**Exercise objective:**
Only lines holding the word "must" are wanted from the records; copy all of them.

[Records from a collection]

//! # Configuration
//!
//! Purpose: Bundle and validate the parameters `setup` needs before any
//! allocation happens, instead of scattering precondition checks across
//! the engine.
//!
//! ## Design Principles
//!
//! 1. **Validate Once**: Reject bad combinations (zero capacity, a chunk
//!    size too small for the fixed overhead) at construction time.
//! 2. **Explicit Defaults**: `D` and the displacement budget have sane
//!    defaults but are visible and overridable fields, not magic numbers
//!    buried in the engine.

use crate::error::CuckooError;
use crate::hash::D;
use crate::item::item_overhead;
use crate::policy::PolicyKind;

/// Default maximum displacement-walk depth.
///
/// Larger values reduce eviction rate but raise worst-case insert latency.
pub const DEFAULT_DISPLACE_BUDGET: usize = 4;

/// Hard ceiling on the displacement-walk depth.
///
/// The walk's visited-path buffer is a fixed-size stack array (no
/// allocation after `setup`), so the configured budget must fit in it.
pub const MAX_DISPLACE_BUDGET: usize = 64;

/// Validated construction parameters for a [`crate::engine::CuckooTable`].
#[derive(Debug, Clone, Copy, PartialEq, Eq)]
pub struct CuckooConfig {
    /// Size in bytes of every slot in the slab.
    pub chunk_size: u32,
    /// Number of slots in the slab.
    pub max_item: u32,
    /// Victim-selection / displacement-ordering policy.
    pub policy: PolicyKind,
    /// Whether every item carries an 8-byte CAS token.
    pub cas_enabled: bool,
    /// Maximum displacement-walk depth (`CUCKOO_DISPLACE`).
    pub displace_budget: usize,
}

impl CuckooConfig {
    /// Builds a config with the default displacement budget.
    ///
    /// Returns [`CuckooError::InvalidConfig`] if `chunk_size` cannot hold
    /// even a zero-length key/value pair, or if `max_item` is zero.
    pub fn new(
        chunk_size: u32,
        max_item: u32,
        policy: PolicyKind,
        cas_enabled: bool,
    ) -> Result<Self, CuckooError> {
        Self::with_displace_budget(
            chunk_size,
            max_item,
            policy,
            cas_enabled,
            DEFAULT_DISPLACE_BUDGET,
        )
    }

    /// Builds a config with an explicit displacement budget.
    pub fn with_displace_budget(
        chunk_size: u32,
        max_item: u32,
        policy: PolicyKind,
        cas_enabled: bool,
        displace_budget: usize,
    ) -> Result<Self, CuckooError> {
        if max_item == 0 {
            return Err(CuckooError::InvalidConfig {
                reason: "max_item must be nonzero",
            });
        }

        let overhead = item_overhead(cas_enabled) as u32;
        if chunk_size <= overhead {
            return Err(CuckooError::InvalidConfig {
                reason: "chunk_size must exceed the fixed item overhead",
            });
        }

        if (chunk_size as u64) * (max_item as u64) > usize::MAX as u64 {
            return Err(CuckooError::InvalidConfig {
                reason: "chunk_size * max_item overflows the address space",
            });
        }

        if displace_budget > MAX_DISPLACE_BUDGET {
            return Err(CuckooError::InvalidConfig {
                reason: "displace_budget exceeds the fixed walk-path capacity",
            });
        }

        Ok(CuckooConfig {
            chunk_size,
            max_item,
            policy,
            cas_enabled,
            displace_budget,
        })
    }

    /// Maximum bytes available to key + value for any item under this config.
    pub fn max_record_len(&self) -> u32 {
        self.chunk_size - item_overhead(self.cas_enabled) as u32
    }

    /// Hash cardinality. Fixed at compile time; exposed for callers that
    /// want to size their own candidate-offset buffers.
    pub const fn degree(&self) -> usize {
        D
    }
}

#[cfg(test)]
mod tests {
    use super::*;

    #[test]
    fn rejects_zero_capacity() {
        let err = CuckooConfig::new(64, 0, PolicyKind::Random, false).unwrap_err();
        assert_eq!(
            err,
            CuckooError::InvalidConfig {
                reason: "max_item must be nonzero"
            }
        );
    }

    #[test]
    fn rejects_undersized_chunk() {
        let err = CuckooConfig::new(4, 16, PolicyKind::Random, false).unwrap_err();
        assert!(matches!(err, CuckooError::InvalidConfig { .. }));
    }

    #[test]
    fn rejects_oversized_displace_budget() {
        let err =
            CuckooConfig::with_displace_budget(64, 16, PolicyKind::Random, false, 1_000)
                .unwrap_err();
        assert!(matches!(err, CuckooError::InvalidConfig { .. }));
    }

    #[test]
    fn accepts_sane_config() {
        let config = CuckooConfig::new(64, 16, PolicyKind::Expire, true).unwrap();
        assert_eq!(config.chunk_size, 64);
        assert_eq!(config.max_item, 16);
        assert!(config.max_record_len() < 64);
    }
}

**Output below:**
/// allocation after `setup`), so the configured budget must fit in it.
                reason: "max_item must be nonzero",
                reason: "chunk_size must exceed the fixed item overhead",
                reason: "max_item must be nonzero"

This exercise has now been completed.